### WHAT TO DO:
Of the entries below, copy only those lines that contain the word "HandlerFn".

== RECORDS SHOWN ==

use std::sync::atomic::{AtomicU64, Ordering};
use std::sync::{Arc, RwLock};

use tracing::trace;

use crate::error::{constants, ProtocolError, Result};
use crate::protocol::event::{Event, EventSink};

type HandlerFn = dyn Fn(&mut Event) + Send + Sync + 'static;

/// Handler priority. Handlers run from `Lowest` to `Highest`, so the highest
/// priority handler gets the last word on a cancellable event.
#[derive(Debug, Clone, Copy, PartialEq, Eq, PartialOrd, Ord, Hash, Default)]
pub enum Priority {
    Lowest,
    Low,
    #[default]
    Normal,
    High,
    Highest,
}

/// Identifies one registration for [`EventDispatcher::unregister`].
#[derive(Debug, Clone, Copy, PartialEq, Eq, Hash)]
pub struct HandlerId(u64);

struct Registration {
    id: HandlerId,
    priority: Priority,
    handler: Arc<HandlerFn>,
}

/// Priority-ordered event sink.
///
/// Dispatch runs over a snapshot of the registrations, so handlers may
/// register or unregister handlers while an event is being delivered.
/// Cancelling an event does not stop later handlers from seeing it.
pub struct EventDispatcher {
    handlers: Arc<RwLock<Vec<Registration>>>,
    next_id: AtomicU64,
}

impl Default for EventDispatcher {
    fn default() -> Self {
        Self::new()
    }
}

impl EventDispatcher {
    pub fn new() -> Self {
        Self {
            handlers: Arc::new(RwLock::new(Vec::new())),
            next_id: AtomicU64::new(1),
        }
    }

    pub fn register<F>(&self, priority: Priority, handler: F) -> Result<HandlerId>
    where
        F: Fn(&mut Event) + Send + Sync + 'static,
    {
        let mut handlers = self
            .handlers
            .write()
            .map_err(|_| ProtocolError::Custom(constants::ERR_LOCK_POISONED.to_string()))?;

        let id = HandlerId(self.next_id.fetch_add(1, Ordering::Relaxed));
        // keep registration order within one priority
        let pos = handlers.partition_point(|r| r.priority <= priority);
        handlers.insert(
            pos,
            Registration {
                id,
                priority,
                handler: Arc::new(handler),
            },
        );
        Ok(id)
    }

    /// Register at [`Priority::Normal`].
    pub fn on<F>(&self, handler: F) -> Result<HandlerId>
    where
        F: Fn(&mut Event) + Send + Sync + 'static,
    {
        self.register(Priority::Normal, handler)
    }

    pub fn unregister(&self, id: HandlerId) -> bool {
        let Ok(mut handlers) = self.handlers.write() else {
            return false;
        };
        let before = handlers.len();
        handlers.retain(|r| r.id != id);
        handlers.len() != before
    }

    pub fn is_registered(&self, id: HandlerId) -> bool {
        self.handlers
            .read()
            .map(|handlers| handlers.iter().any(|r| r.id == id))
            .unwrap_or(false)
    }

    pub fn handler_count(&self) -> usize {
        self.handlers.read().map(|h| h.len()).unwrap_or(0)
    }

    pub fn dispatch(&self, event: &mut Event) {
        let snapshot: Vec<Arc<HandlerFn>> = match self.handlers.read() {
            Ok(handlers) => handlers.iter().map(|r| r.handler.clone()).collect(),
            Err(_) => return,
        };

        trace!(event = event.kind().name(), handlers = snapshot.len(), "Dispatching event");
        for handler in snapshot {
            handler(event);
        }
    }
}

impl EventSink for EventDispatcher {
    fn emit(&self, event: &mut Event) {
        self.dispatch(event);
    }
}

#[cfg(test)]
mod tests {
    use super::*;
    use crate::protocol::event::NetworkEvent;
    use std::sync::Mutex;

    fn incoming() -> Event {
        Event::new(NetworkEvent::IncomingConnection {
            peer: "127.0.0.1:9".parse().unwrap(),
        })
    }

    #[test]
    fn handlers_run_from_lowest_to_highest() {
        let dispatcher = EventDispatcher::new();
        let order = Arc::new(Mutex::new(Vec::new()));

        for (priority, tag) in [
            (Priority::Highest, "highest"),
            (Priority::Lowest, "lowest"),
            (Priority::Normal, "normal-a"),
            (Priority::Normal, "normal-b"),
            (Priority::High, "high"),
            (Priority::Low, "low"),
        ] {
            let order = order.clone();
            dispatcher
                .register(priority, move |_| order.lock().unwrap().push(tag))
                .unwrap();
        }

        dispatcher.emit(&mut incoming());
        assert_eq!(
            *order.lock().unwrap(),
            vec!["lowest", "low", "normal-a", "normal-b", "high", "highest"]
        );
    }

    #[test]
    fn later_handler_can_uncancel() {
        let dispatcher = EventDispatcher::new();
        dispatcher
            .register(Priority::Low, |event| {
                event.cancel();
            })
            .unwrap();
        let seen_cancelled = Arc::new(Mutex::new(false));
        let seen = seen_cancelled.clone();
        dispatcher
            .register(Priority::High, move |event| {
                *seen.lock().unwrap() = event.is_cancelled();
                event.set_cancelled(false);
            })
            .unwrap();

        let mut event = incoming();
        dispatcher.emit(&mut event);
        assert!(*seen_cancelled.lock().unwrap());
        assert!(!event.is_cancelled());
    }

    #[test]
    fn unregister_removes_handler() {
        let dispatcher = EventDispatcher::new();
        let id = dispatcher.on(|event| {
            event.cancel();
        }).unwrap();
        assert!(dispatcher.is_registered(id));
        assert!(dispatcher.unregister(id));
        assert!(!dispatcher.unregister(id));

        let mut event = incoming();
        dispatcher.emit(&mut event);
        assert!(!event.is_cancelled());
        assert_eq!(dispatcher.handler_count(), 0);
    }
}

===

### RESPONSE BOX:
type HandlerFn = dyn Fn(&mut Event) + Send + Sync + 'static;
    handler: Arc<HandlerFn>,
        let snapshot: Vec<Arc<HandlerFn>> = match self.handlers.read() {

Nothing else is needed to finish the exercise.